Are people of other faiths ‘saved’ and, if so, how? Wirén works in the field of systematic theology at Lund University and is Research Fellow at the Church of Sweden Research Unit. He tackles this question from the perspectives of the Christian, Jewish and Muslim faiths, informed by detailed and extensive engagements with modern writers and commentators belonging to the respective traditions. This is a weighty and detailed volume and treatments of ‘hand-me-down’ assumptions or historical discourses feature only in the context of rigorous academic reappraisal. From the Christian side, the spotlight is on Ratzinger, Pannenberg, Moltmann and Hick; Muslim writers include Lari (a Shi’ite voice), Rahman and Chittick; while Wyschogrod, Schwarzschild and Gillman are taken to represent a range of contemporary Jewish academic perspectives.
Wirén reminds us that studies in the field of theology of religions have rarely focused on eschatology. People of different faiths may have discussions about the matter of the hereafter (particularly with regard to the fate of the ‘religious other’) but the approach here is rigorously formal and informed, revealing subtle new questions and distinctions: the author suggests, for example, that some schemes are ‘soteriologically open’ but ‘eschatologically closed’, and he explores the implications of that. For many readers, the third chapter may be the most useful, as it is here that contemporary academic insights from the Muslim and Jewish sides are assembled and discussed. A possible challenge for readers who are already involved in interfaith engagement on the ground, and who are inspired by Wirén, is that in many instances local leaders and representatives of non-Christian faiths would be unlikely to engage with such high-level thinking within their own traditions, thinking with which they may not necessarily be in agreement.
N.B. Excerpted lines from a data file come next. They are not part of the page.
//! Unique-name allocation.
//!
//! Policy:
//! - The desired name is used as-is when it is free.
//! - Otherwise probe "stem(1)ext", "stem(2)ext", ... in order up to `max_attempts`.
//! - Each candidate is probed at most once; the name is split only once per call.
//!
//! Notes:
//! - This only decides the name from the current store state. Creating the file is a
//!   separate step (see `create_unique`), so another process may take the name in between.

use tracing::{debug, trace, warn};

use crate::config::Config;
use crate::errors::CreateFileError;
use crate::naming::{DotfilePolicy, generate, split_name};

/// Default number of numbered variants tried before giving up.
pub const DEFAULT_MAX_ATTEMPTS: u32 = 999;
/// Default name length limit in bytes (typical POSIX NAME_MAX).
pub const DEFAULT_MAX_NAME_LEN: usize = 255;

/// Stateless allocator: all knobs are fixed at construction, every call is independent.
#[derive(Debug, Clone, Copy, PartialEq, Eq)]
pub struct Allocator {
    max_attempts: u32,
    max_name_len: usize,
    dotfiles: DotfilePolicy,
}

impl Default for Allocator {
    fn default() -> Self {
        Self {
            max_attempts: DEFAULT_MAX_ATTEMPTS,
            max_name_len: DEFAULT_MAX_NAME_LEN,
            dotfiles: DotfilePolicy::default(),
        }
    }
}

impl Allocator {
    pub fn new(max_attempts: u32) -> Self {
        Self {
            max_attempts,
            ..Default::default()
        }
    }

    pub fn with_max_name_len(mut self, max_name_len: usize) -> Self {
        self.max_name_len = max_name_len;
        self
    }

    pub fn with_dotfile_policy(mut self, policy: DotfilePolicy) -> Self {
        self.dotfiles = policy;
        self
    }

    /// Build an allocator from the naming knobs in `cfg`.
    pub fn from_config(cfg: &Config) -> Self {
        Self::new(cfg.max_attempts)
            .with_max_name_len(cfg.max_name_len)
            .with_dotfile_policy(cfg.dotfile_policy)
    }

    pub fn max_attempts(&self) -> u32 {
        self.max_attempts
    }

    pub fn max_name_len(&self) -> usize {
        self.max_name_len
    }

    pub fn dotfile_policy(&self) -> DotfilePolicy {
        self.dotfiles
    }

    /// Return the first name not reported by `exists`: `desired` itself, then its numbered variants.
    ///
    /// Errors:
    /// - `InvalidName` if `desired` is empty or contains NUL
    /// - `NameTooLong` if `desired` or a generated candidate exceeds `max_name_len`
    /// - `Exhausted` if `desired` and all `max_attempts` variants are taken
    pub fn allocate<F>(&self, desired: &str, mut exists: F) -> Result<String, CreateFileError>
    where
        F: FnMut(&str) -> bool,
    {
        check_name(desired)?;
        self.check_len(desired)?;

        if !exists(desired) {
            debug!(name = desired, "desired name is free");
            return Ok(desired.to_owned());
        }

        let parsed = split_name(desired, self.dotfiles);
        for n in 1..=self.max_attempts {
            let candidate = generate(&parsed, n);
            self.check_len(&candidate)?;
            if !exists(&candidate) {
                debug!(desired, name = %candidate, attempt = n, "picked numbered name");
                return Ok(candidate);
            }
            if n == 3 {
                trace!(desired, "allocate: experiencing multiple collisions, continuing to search");
            }
        }

        warn!(desired, attempts = self.max_attempts, "no free numbered name left");
        Err(CreateFileError::Exhausted {
            desired: desired.to_owned(),
            attempts: self.max_attempts,
        })
    }

    fn check_len(&self, name: &str) -> Result<(), CreateFileError> {
        if name.len() > self.max_name_len {
            return Err(CreateFileError::NameTooLong {
                name: name.to_owned(),
                len: name.len(),
                max: self.max_name_len,
            });
        }
        Ok(())
    }
}

fn check_name(name: &str) -> Result<(), CreateFileError> {
    let reason = if name.is_empty() {
        "name is empty"
    } else if name.contains('\0') {
        "name contains a NUL byte"
    } else {
        return Ok(());
    };
    Err(CreateFileError::InvalidName {
        name: name.to_owned(),
        reason,
    })
}

#[cfg(test)]
mod tests {
    use super::*;
    use std::collections::HashSet;

    fn taken(names: &[&str]) -> HashSet<String> {
        names.iter().map(|s| s.to_string()).collect()
    }

    #[test]
    fn free_desired_name_is_probed_once() {
        let mut probes = Vec::new();
        let name = Allocator::default()
            .allocate("untitled.txt", |n| {
                probes.push(n.to_owned());
                false
            })
            .unwrap();
        assert_eq!(name, "untitled.txt");
        assert_eq!(probes, ["untitled.txt"]);
    }

    #[test]
    fn probes_are_monotonic_and_unique() {
        let set = taken(&["a.txt", "a(1).txt", "a(2).txt", "a(3).txt"]);
        let mut probes = Vec::new();
        let name = Allocator::default()
            .allocate("a.txt", |n| {
                probes.push(n.to_owned());
                set.contains(n)
            })
            .unwrap();
        assert_eq!(name, "a(4).txt");
        assert_eq!(probes, ["a.txt", "a(1).txt", "a(2).txt", "a(3).txt", "a(4).txt"]);
    }

    #[test]
    fn gaps_are_not_filled_beyond_the_first_free_slot() {
        // a(1) is free even though a(2) is taken: linear probing stops at 1.
        let set = taken(&["a", "a(2)"]);
        let name = Allocator::default().allocate("a", |n| set.contains(n)).unwrap();
        assert_eq!(name, "a(1)");
    }

    #[test]
    fn exhaustion_probes_exactly_max_attempts_candidates() {
        let mut calls = 0u32;
        let err = Allocator::new(25)
            .allocate("x", |_| {
                calls += 1;
                true
            })
            .unwrap_err();
        // one probe for the desired name plus one per candidate
        assert_eq!(calls, 26);
        match err {
            CreateFileError::Exhausted { desired, attempts } => {
                assert_eq!(desired, "x");
                assert_eq!(attempts, 25);
            }
            other => panic!("unexpected error: {other:?}"),
        }
    }

    #[test]
    fn zero_attempts_fails_on_first_collision() {
        let err = Allocator::new(0).allocate("x", |_| true).unwrap_err();
        assert!(matches!(err, CreateFileError::Exhausted { attempts: 0, .. }));
    }

    #[test]
    fn empty_and_nul_names_are_rejected_before_probing() {
        let mut probed = false;
        let err = Allocator::default()
            .allocate("", |_| {
                probed = true;
                false
            })
            .unwrap_err();
        assert!(matches!(err, CreateFileError::InvalidName { .. }));
        let err = Allocator::default().allocate("a\0b", |_| false).unwrap_err();
        assert!(matches!(err, CreateFileError::InvalidName { .. }));
        assert!(!probed);
    }

    #[test]
    fn overlong_desired_name_is_rejected() {
        let err = Allocator::default()
            .with_max_name_len(8)
            .allocate("123456789", |_| false)
            .unwrap_err();
        assert!(matches!(
            err,
            CreateFileError::NameTooLong { len: 9, max: 8, .. }
        ));
    }

    #[test]
    fn candidate_overflowing_limit_is_reported() {
        // "abcd.txt" fits in 8 bytes but "abcd(1).txt" does not.
        let err = Allocator::default()
            .with_max_name_len(8)
            .allocate("abcd.txt", |_| true)
            .unwrap_err();
        match err {
            CreateFileError::NameTooLong { name, len, max } => {
                assert_eq!(name, "abcd(1).txt");
                assert_eq!(len, 11);
                assert_eq!(max, 8);
            }
            other => panic!("unexpected error: {other:?}"),
        }
    }

    #[test]
    fn dotfile_policy_is_applied() {
        let set = taken(&[".env"]);
        let hidden = Allocator::default().allocate(".env", |n| set.contains(n)).unwrap();
        assert_eq!(hidden, ".env(1)");
        let literal = Allocator::default()
            .with_dotfile_policy(DotfilePolicy::LastDot)
            .allocate(".env", |n| set.contains(n))
            .unwrap();
        assert_eq!(literal, "(1).env");
    }

    #[test]
    fn from_config_copies_naming_knobs() {
        let cfg = Config {
            max_attempts: 7,
            max_name_len: 40,
            dotfile_policy: DotfilePolicy::LastDot,
            ..Config::default()
        };
        let a = Allocator::from_config(&cfg);
        assert_eq!(a.max_attempts(), 7);
        assert_eq!(a.max_name_len(), 40);
        assert_eq!(a.dotfile_policy(), DotfilePolicy::LastDot);
    }
}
Eschatological speculation is not just about who is ‘saved’; rather, it involves ideas and images of the hereafter. Wirén ends his final chapter with a survey of the image of the heavenly banquet, both within and outside the Christian tradition, favouring it because it is associated with the idea of hospitality: God’s hospitality on the one hand, but also human hospitality on the other, which, characteristically, ‘is about being attentive to the desires and needs of the Other’ (p. 280). Few occasions highlight religious differences as much as a feast … but hospitality can never allow some of the guests to completely determine the gathering at the expense of others; … while hospitality cares for the guests in their otherness there are still limits and restrictions. (pp. 280–1)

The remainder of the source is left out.